José Antonio Turrado. Secretario general ASAJA Castilla y León
El Congreso de los Diputados tramita el Proyecto de Ley de Prevención de las Pérdidas y el Desperdicio Alimentario que en su día le remitió el Gobierno, dando así cumplimiento a una directriz política que desde el punto de vista filosófico es difícil de cuestionar, y que además responde a un mandato de política agraria de la Unión Europea. Todo lo que pueda decir el texto legal se entiende con una frase que nos repetían a los que tenemos cierta edad en los colegios, en nuestras casas y en las catequesis: “tirar los alimentos es pecado”. Pues eso, aunque la mayoría de las generaciones actuales nacidas en nuestro país han vivido años en los que no ha habido necesidades desde el punto de vista de la alimentación, no siempre ha sido así, y en la mayor parte del mundo no es así. Y “sea pecado” o no, hay que tener un respeto por los alimentos y hacer un buen uso de ellos, y el buen uso no puede ser otro que servir exclusivamente para alimentar a las personas y a los animales, y si se quiere, y siempre cumplido lo anterior, para otros fines como pueda ser la producción energética, si ello es sostenible.

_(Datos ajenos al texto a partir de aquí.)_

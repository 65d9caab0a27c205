//! Gist Feed API Server
//!
//! Republishes a GitHub user's public gists as an Atom feed.
//! Upstream responses are cached per user so the feed keeps working,
//! slightly stale, once the GitHub rate limit is spent.
//! Uses hexagonal (ports & adapters) architecture for clean separation of concerns.

use std::net::SocketAddr;
use std::sync::Arc;

use anyhow::Context;
use axum::{routing::get, Json, Router};
use serde::Serialize;
use tower_http::trace::TraceLayer;
use tracing_subscriber::{layer::SubscriberExt, util::SubscriberInitExt};

mod adapters;
mod app;
mod config;
mod domain;
mod error;
mod feed;
mod handlers;

#[cfg(test)]
mod test_utils;


use adapters::{CacheBackend, GithubGistClient};
use app::FeedService;
use config::Config;
use domain::ports::{CacheStore, GistSource};

/// Application state shared across all handlers
pub struct AppState<GS, CS>
where
    GS: GistSource,
    CS: CacheStore,
{
    pub feed_service: Arc<FeedService<GS, CS>>,
    pub default_user: Option<String>,
}

impl<GS, CS> Clone for AppState<GS, CS>
where
    GS: GistSource,
    CS: CacheStore,
{
    fn clone(&self) -> Self {
        Self {
            feed_service: self.feed_service.clone(),
            default_user: self.default_user.clone(),
        }
    }
}

#[derive(Serialize)]
struct HealthResponse {
    status: &'static str,
    version: &'static str,
}

async fn health() -> Json<HealthResponse> {
    Json(HealthResponse {
        status: "ok",
        version: env!("CARGO_PKG_VERSION"),
    })
}

/// Build the router. `/` is only served when a default user is configured.
pub fn router<GS, CS>(state: AppState<GS, CS>) -> Router
where
    GS: GistSource + 'static,
    CS: CacheStore + 'static,
{
    let mut app = Router::new().route("/health", get(health));

    if state.default_user.is_some() {
        app = app.route("/", get(handlers::get_default_feed::<GS, CS>));
    }

    app.route("/:user", get(handlers::get_user_feed::<GS, CS>))
        .layer(TraceLayer::new_for_http())
        .with_state(state)
}

#[tokio::main]
async fn main() -> anyhow::Result<()> {
    // Initialize tracing
    tracing_subscriber::registry()
        .with(
            tracing_subscriber::EnvFilter::try_from_default_env()
                .unwrap_or_else(|_| "info,gistfeed_api=debug".into()),
        )
        .with(tracing_subscriber::fmt::layer())
        .init();

    tracing::info!("Starting gist feed API...");

    // Load configuration
    let config = Config::from_env();

    // Create adapters
    let github = Arc::new(
        GithubGistClient::new(
            config.github_api_url.clone(),
            &config.user_agent,
            config.upstream_timeout(),
        )
        .context("Failed to build GitHub client")?,
    );

    let cache = Arc::new(
        CacheBackend::from_url(config.redis_url.as_deref())
            .await
            .context("Failed to connect to cache")?,
    );
    tracing::info!(backend = cache.name(), "Cache ready");

    // Create application services
    let feed_service = Arc::new(FeedService::new(
        github,
        cache,
        config.cache_key_prefix.clone(),
        config.feed_settings(),
    ));

    let state = AppState {
        feed_service,
        default_user: config.default_user.clone(),
    };

    if let Some(user) = &state.default_user {
        tracing::info!(user = %user, "Serving default user at /");
    }

    let app = router(state);

    // Start server
    let addr = SocketAddr::from(([0, 0, 0, 0], config.port));
    tracing::info!("Listening on {}", addr);

    let listener = tokio::net::TcpListener::bind(addr)
        .await
        .with_context(|| format!("Failed to bind {}", addr))?;
    axum::serve(listener, app).await.context("Server error")?;

    Ok(())
}
//! Identity and auth payload models.
//!
//! All wire shapes are camelCase JSON, matching the backend contract.

use serde::{Deserialize, Serialize};

/// Server-issued identity, returned by `GET /profile` and inside auth
/// responses. Read-only on the client.
#[derive(Debug, Clone, Serialize, Deserialize, PartialEq, Eq)]
#[serde(rename_all = "camelCase")]
pub struct User {
    /// Display name
    pub name: String,
    /// Account email, also the login identifier
    pub email: String,
    /// Phone number, if the user provided one
    #[serde(default, skip_serializing_if = "Option::is_none")]
    pub phone: Option<String>,
    /// Profile picture URI, if the user uploaded one
    #[serde(default, skip_serializing_if = "Option::is_none")]
    pub profile_picture: Option<String>,
}

/// Signup request payload (`POST /signup`).
#[derive(Debug, Clone, Serialize, Deserialize, PartialEq, Eq)]
#[serde(rename_all = "camelCase")]
pub struct RegisterData {
    pub name: String,
    pub email: String,
    pub password: String,
    #[serde(default, skip_serializing_if = "Option::is_none")]
    pub phone: Option<String>,
    #[serde(default, skip_serializing_if = "Option::is_none")]
    pub profile_picture: Option<String>,
}

/// Login request payload (`POST /login`).
#[derive(Debug, Clone, Serialize, Deserialize, PartialEq, Eq)]
#[serde(rename_all = "camelCase")]
pub struct LoginData {
    pub email: String,
    pub password: String,
}

/// Partial profile update payload.
///
/// Doubles as the `PUT /profile` request body and as the merge payload for
/// local profile edits; every field is optional and absent fields are left
/// untouched.
#[derive(Debug, Clone, Default, Serialize, Deserialize, PartialEq, Eq)]
#[serde(rename_all = "camelCase")]
pub struct UpdateProfileData {
    #[serde(default, skip_serializing_if = "Option::is_none")]
    pub name: Option<String>,
    #[serde(default, skip_serializing_if = "Option::is_none")]
    pub email: Option<String>,
    #[serde(default, skip_serializing_if = "Option::is_none")]
    pub phone: Option<String>,
    #[serde(default, skip_serializing_if = "Option::is_none")]
    pub profile_picture: Option<String>,
    #[serde(default, skip_serializing_if = "Option::is_none")]
    pub password: Option<String>,
}

/// Successful signup/login response body.
#[derive(Debug, Clone, Serialize, Deserialize, PartialEq, Eq)]
pub struct AuthResponse {
    /// Bearer credential for subsequent requests
    pub token: String,
    /// The authenticated identity
    pub user: User,
}
//! File-backed profile snapshot repository.

use std::path::PathBuf;
use std::sync::Arc;

use locket_core::error::{LocketError, Result};
use locket_core::profile::{Profile, ProfileRepository};

use crate::paths::{LocketPaths, PathError};
use crate::storage::AtomicJsonFile;

/// Profile snapshot repository backed by an atomic JSON file.
///
/// The snapshot is the camelCase `Profile` object itself, so the cached
/// file holds the same shape the backend speaks.
pub struct JsonProfileRepository {
    file: Arc<AtomicJsonFile<Profile>>,
}

impl JsonProfileRepository {
    /// Creates a repository over the default path
    /// (`~/.config/locket/profile.json`).
    pub fn new() -> std::result::Result<Self, PathError> {
        Ok(Self::with_path(LocketPaths::profile_file()?))
    }

    /// Creates a repository over a custom path (for testing).
    pub fn with_path(path: PathBuf) -> Self {
        Self {
            file: Arc::new(AtomicJsonFile::new(path)),
        }
    }
}

#[async_trait::async_trait]
impl ProfileRepository for JsonProfileRepository {
    async fn load(&self) -> Result<Option<Profile>> {
        let file = self.file.clone();
        tokio::task::spawn_blocking(move || file.load())
            .await
            .map_err(|e| LocketError::internal(format!("Failed to join storage task: {}", e)))?
            .map_err(|e| LocketError::persistence(e.to_string()))
    }

    async fn save(&self, profile: &Profile) -> Result<()> {
        let file = self.file.clone();
        let profile = profile.clone();
        tokio::task::spawn_blocking(move || file.save(&profile))
            .await
            .map_err(|e| LocketError::internal(format!("Failed to join storage task: {}", e)))?
            .map_err(|e| LocketError::persistence(e.to_string()))
    }
}

#[cfg(test)]
mod tests {
    use super::*;
    use locket_core::profile::DEFAULT_PROFILE_PICTURE;

    use tempfile::TempDir;

    fn profile() -> Profile {
        Profile {
            name: "A".to_string(),
            email: "a@b.com".to_string(),
            phone: "555".to_string(),
            profile_picture: DEFAULT_PROFILE_PICTURE.to_string(),
            password: String::new(),
        }
    }

    #[tokio::test]
    async fn test_load_without_file() {
        let temp_dir = TempDir::new().unwrap();
        let repository = JsonProfileRepository::with_path(temp_dir.path().join("profile.json"));

        assert_eq!(repository.load().await.unwrap(), None);
    }

    #[tokio::test]
    async fn test_save_and_load_round_trip() {
        let temp_dir = TempDir::new().unwrap();
        let repository = JsonProfileRepository::with_path(temp_dir.path().join("profile.json"));

        repository.save(&profile()).await.unwrap();

        assert_eq!(repository.load().await.unwrap(), Some(profile()));
    }

    #[tokio::test]
    async fn test_snapshot_is_camel_case_on_disk() {
        let temp_dir = TempDir::new().unwrap();
        let path = temp_dir.path().join("profile.json");
        let repository = JsonProfileRepository::with_path(path.clone());

        repository.save(&profile()).await.unwrap();

        let raw = std::fs::read_to_string(&path).unwrap();
        assert!(raw.contains("profilePicture"));
    }
}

Creo que todos entendemos que el desperdicio alimentario es dejar caducar alimentos en nuestras neveras o despensas, tirar lo que mal calculado nos sobra en cada una de las comidas que hacemos, o no aprovechar frutos que simplemente puedan tener un mal aspecto o una parte dañada. Desperdicio alimentario es también no llevar al mercado piezas pequeñas –o grandes–, o tirar en el contenedor lo que sobra en un día porque es más fácil que reenviarlo a un centro social que pudiera aprovecharlo, por ejemplo. O dejar media botella de vino en un restaurante porque no está bien visto, socialmente, salir con ella debajo del brazo para llevarla para casa. Los agricultores, forzadamente, a veces tiramos nuestros productos porque nadie nos los compra o porque nos los compran a precios inferiores al coste de recogerlos, algo de lo que no nos sentimos orgullosos, pero es evidente que somos las víctimas.
En lo que quizá no hayamos reparado, y eso es lo que quiero resaltar en este editorial, es en la importancia del desperdicio alimentario que representan los productos que no recolectamos, que se quedan en el campo, porque las máquinas no los cogen o porque las labores agronómicas no se realizan como es debido para evitar estas pérdidas. Pienso en el trigo que nace en las tierras después de recolectarlas, el maíz, la remolacha que no llega a la tolva del equipo de recolección, las patatas, las legumbres, los animales que ante la más mínima tara no entran en la cadena de sacrifico de los mataderos… Es probable que en la mayoría de los cultivos un cinco por ciento se quede en el campo año tras año, y eso es alimento perdido, dinero perdido, y complicación agronómica, a veces, para el cultivo siguiente. La solución a esto pasa por que las máquinas, ahora con tanta tecnología, sean más precisas en las labores de recolección, y por que los maquinistas, tanto agricultores profesionales como empresas de servicios, nos tomemos esta labor con más profesionalidad y dedicación si cabe. Es nuestra obligación, y lo es por razones económicas, y también por razones morales. Porque, como en la España de la posguerra, no hacerlo “es pecado”.